Professor Yiu Lam, Head of Acoustics Research Centre, University of Salford, hailed it as a “major initiative, which will let us work with a leading media organisation to transform our knowledge in acoustics research into delivering cutting-edge technology.”

Professor Adrian Hilton, head of the University of Surrey’s Visual Media Research Group, has collaborated with the BBC on different projects over the past decade introducing novel technologies for both audio and visual projection, and said: “We hope that our collaboration will continue to flourish and provide significant benefits to those who use watch and listen to the BBC’s broadcasts across a wide spectrum of programmes.”

The new BBC R&D lab at MediaCityUK, Salford, includes a new listening room (pictured with a set of speakers set up for 3D sound tests). The BBC is currently looking to recruit a senior researcher with a strong background in audio, who will be based at MediaCityUK and will lead BBC R&D’s audio team across both its Salford and London labs, as well as leading its involvement in the Audio Research Partnership.

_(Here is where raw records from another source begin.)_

/// Fuse a single indicator from its available modalities.
fn fuse_indicator(kind: IndicatorKind, inputs: &FusionInputs, config: &Config) -> Indicator {
    let (available, removed_fraction) = contributions(kind, inputs, config);

    let degraded = removed_fraction + 1e-6 >= config.thresholds.degraded_weight_fraction;

    if available.is_empty() {
        debug!("{}: no modality available, reporting neutral", kind.abbreviation());
        return Indicator {
            kind,
            value: NEUTRAL_VALUE,
            confidence: 0.0,
            status: status_for(NEUTRAL_VALUE, config),
            contributing_modalities: Vec::new(),
            degraded: true,
        };
    }

    let available_weight: f32 = available.iter().map(|c| c.weight).sum();
    let penalty = 1.0 - removed_fraction;

    let mut value = 0.0f32;
    let mut confidence = 0.0f32;
    for c in &available {
        let renormalized = c.weight / available_weight;
        value += renormalized * c.score;
        confidence += renormalized * c.confidence;
    }
    confidence *= penalty;

    let value = value.clamp(0.0, 1.0);
    let confidence = confidence.clamp(0.0, 1.0);

    debug!(
        "{}: value={:.3}, confidence={:.3}, removed={:.2}, modalities={}",
        kind.abbreviation(),
        value,
        confidence,
        removed_fraction,
        available.len()
    );

    Indicator {
        kind,
        value,
        confidence,
        status: status_for(value, config),
        contributing_modalities: available.iter().map(|c| c.modality).collect(),
        degraded,
    }
}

The audio centre will focus on four core areas of research initially:
Source separation (independent component analysis for audio un-mixing – such as to help eliminate microphone cross-talk in recording, or to allow listeners to re-mix a programme to improve the audibility of dialogue, or even to up-mix archived TV programmes from mono or stereo to 5.1 or full spatial audio by analysing the video to place sounds at the right 3D location);
Audio semantics (automated metadata generation to provide new tools for both programme makers and audiences);
Spatial audio (including Ambisonics [as in the picture top where a Soundfield microphone is used for an experiment], Periphony, and studying the options for true 3D sound);
and Room acoustics (including optimising rooms for spatial audio both at the broadcaster and consumer end).

They will also collaborate on pure research into speech recognition (for applications including archives and accessibility – such as improving the intelligibility of compressed audio, particularly for the hearing-impaired) and audio coding (low latency and IP delivery).